Which one is real? The one where I preform the bidding of more powerful and motivated organizations, or the one where I am an independent contractor working in spiritual harmony with the universe? Clearly, there is a yin/yang relationship, because after all, they are both my reality, simply happening at different times across the face of a single day, month or year. I can be a fierce samurai warrior in the service of the Lord as easily as I can be an instrument of global peacekeeping for the good guys. They each, however, require a not-so-subtle shift in focus with immediate present moment awareness of the current circumstance. That is the practice of the day. Determining which is which and going at it with what the Italians call ‘a tutta forza,’ at full speed. 

With everyone who comes into contact playing a part. Hours before sunrise the wind whips water across the channel, It is the only audio, I sit silent on the safu and count my breaths. This meditation is to calm the mind and isolate, render and refine the process of staying present. In this precious and precise practice one becomes acutely aware of what a difficult challenge this truly is. It is very much a micro to life’s more omnipotent macro. One also instantly recognizes the value in the ability to condense the scattered chaos of random thought patterns into a single and powerful laser-like beam of pure light. With time, this discipline becomes what the razor-sharp, long-sword of the samurai, the katana, is to the practitioner who wields it. ‘I am only as sharp as my sword of awareness,’ reverbates inside my inner dojo. It is the warriors way to begin each day with ritual, preparing for the battle that begins with the first step of every new dawn. 

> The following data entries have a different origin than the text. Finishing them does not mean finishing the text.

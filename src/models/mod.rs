pub mod session;
pub mod trip;
pub mod user;
use std::{
    path::{Path, PathBuf},
    sync::Arc,
};

use chrono::{DateTime, Utc};
use tokio::{fs, sync::Mutex};
use tracing::info;

use crate::{
    error::AppError,
    models::trip::{NewTrip, Trip, TripEvent, TripStatus},
};

const TRIPS_FILE: &str = "trips.json";

/// Owns the trip collection. All trips live in a single JSON document under
/// the data root; every mutating call rewrites the whole document, so each
/// call is atomic with respect to itself only. The write lock serializes the
/// read-modify-write sequence across concurrent requests.
#[derive(Clone)]
pub struct TripStore {
    root: Arc<PathBuf>,
    write_lock: Arc<Mutex<()>>,
}

impl TripStore {
    pub fn new(root: PathBuf) -> Self {
        Self {
            root: Arc::new(root),
            write_lock: Arc::new(Mutex::new(())),
        }
    }

    pub fn root(&self) -> &Path {
        &self.root
    }

    pub async fn ensure_structure(&self) -> Result<(), AppError> {
        fs::create_dir_all(self.root()).await?;
        Ok(())
    }

    fn trips_path(&self) -> PathBuf {
        self.root().join(TRIPS_FILE)
    }

    async fn load(&self) -> Result<Vec<Trip>, AppError> {
        let path = self.trips_path();
        if !fs::try_exists(&path).await? {
            return Ok(Vec::new());
        }
        let raw = fs::read(&path).await?;
        if raw.is_empty() {
            return Ok(Vec::new());
        }
        let trips: Vec<Trip> =
            serde_json::from_slice(&raw).map_err(|err| AppError::Other(err.into()))?;
        Ok(trips)
    }

    async fn save(&self, trips: &[Trip]) -> Result<(), AppError> {
        self.ensure_structure().await?;
        let data = serde_json::to_vec_pretty(trips).map_err(|err| AppError::Other(err.into()))?;
        fs::write(self.trips_path(), data).await?;
        Ok(())
    }

    /// All trips, in insertion order.
    pub async fn list(&self) -> Result<Vec<Trip>, AppError> {
        self.load().await
    }

    pub async fn get(&self, id: &str) -> Result<Trip, AppError> {
        let trips = self.load().await?;
        trips
            .into_iter()
            .find(|trip| trip.id == id)
            .ok_or(AppError::NotFound)
    }

    /// Validates the request, assigns a fresh id, stamps creation time and
    /// stores the trip as pending.
    pub async fn insert(&self, new_trip: NewTrip) -> Result<Trip, AppError> {
        new_trip.validate()?;
        let _guard = self.write_lock.lock().await;
        let mut trips = self.load().await?;
        let trip = new_trip.into_trip();
        trips.push(trip.clone());
        self.save(&trips).await?;
        info!(trip = %trip.id, airport = %trip.airport, "trip created");
        Ok(trip)
    }

    /// Applies `mutate` to the stored record and persists the collection.
    /// The record is left untouched when the mutator fails.
    pub async fn update<F>(&self, id: &str, mutate: F) -> Result<Trip, AppError>
    where
        F: FnOnce(&mut Trip) -> Result<(), AppError>,
    {
        let _guard = self.write_lock.lock().await;
        let mut trips = self.load().await?;
        let trip = trips
            .iter_mut()
            .find(|trip| trip.id == id)
            .ok_or(AppError::NotFound)?;
        mutate(trip)?;
        let updated = trip.clone();
        self.save(&trips).await?;
        Ok(updated)
    }

    /// Drives the trip lifecycle through the transition table and writes the
    /// result back.
    pub async fn apply_event(&self, id: &str, event: &TripEvent) -> Result<Trip, AppError> {
        let updated = self.update(id, |trip| trip.apply(event)).await?;
        info!(trip = %updated.id, status = %updated.status, "trip transitioned");
        Ok(updated)
    }

    /// Loads the demo fixture into an empty store. A no-op when the trips
    /// document already exists, so restarts never clobber real data.
    pub async fn seed_demo_trips(&self) -> Result<bool, AppError> {
        let _guard = self.write_lock.lock().await;
        if fs::try_exists(&self.trips_path()).await? {
            return Ok(false);
        }
        let trips = demo_trips()?;
        self.save(&trips).await?;
        info!(count = trips.len(), "seeded demo trips");
        Ok(true)
    }
}

fn demo_trips() -> Result<Vec<Trip>, AppError> {
    Ok(vec![
        Trip {
            id: "trip-1".into(),
            owner_id: "demo-user".into(),
            owner_name: "Demo Rider".into(),
            pickup_location: "123 Main St, New York, NY".into(),
            airport: "JFK International Airport".into(),
            date: "2024-01-15".into(),
            time: "14:30".into(),
            seats: 2,
            is_flexible: true,
            status: TripStatus::Active,
            matches: vec!["Sarah Johnson".into(), "Mike Chen".into()],
            created_at: fixture_timestamp("2024-01-10T10:00:00Z")?,
        },
        Trip {
            id: "trip-2".into(),
            owner_id: "demo-user".into(),
            owner_name: "Demo Rider".into(),
            pickup_location: "456 Oak Ave, Brooklyn, NY".into(),
            airport: "LaGuardia Airport".into(),
            date: "2024-01-20".into(),
            time: "09:15".into(),
            seats: 1,
            is_flexible: false,
            status: TripStatus::Pending,
            matches: Vec::new(),
            created_at: fixture_timestamp("2024-01-12T15:30:00Z")?,
        },
        Trip {
            id: "trip-3".into(),
            owner_id: "other-user".into(),
            owner_name: "Alex Rodriguez".into(),
            pickup_location: "789 Pine St, Queens, NY".into(),
            airport: "Newark Liberty International Airport".into(),
            date: "2024-01-18".into(),
            time: "16:45".into(),
            seats: 3,
            is_flexible: true,
            status: TripStatus::Pending,
            matches: Vec::new(),
            created_at: fixture_timestamp("2024-01-11T12:00:00Z")?,
        },
    ])
}

fn fixture_timestamp(raw: &str) -> Result<DateTime<Utc>, AppError> {
    DateTime::parse_from_rfc3339(raw)
        .map(|ts| ts.with_timezone(&Utc))
        .map_err(|err| AppError::Other(err.into()))
}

The battle is also a dance. More ballet than hand-to-hand combat, more two-step than tap-out and more polka than gut-punch. Or is supposed to be. It is a complex dynamic. The trick is to commit to one or the other, not lingering longer than necessary in the middle of the road or sitting on the fence with legs dangling, one in the light and the other in the shadows. Whomever suggested that with one foot in the fire and the other on ice one creates a comfortable temperature in the middle, was way more poet than sage. Face the fire or freeze.

I reinforce this approach by seeing that, upon completion of the meditation, there are but two choices in moving forward with the daily practice, and that one of them is not an option.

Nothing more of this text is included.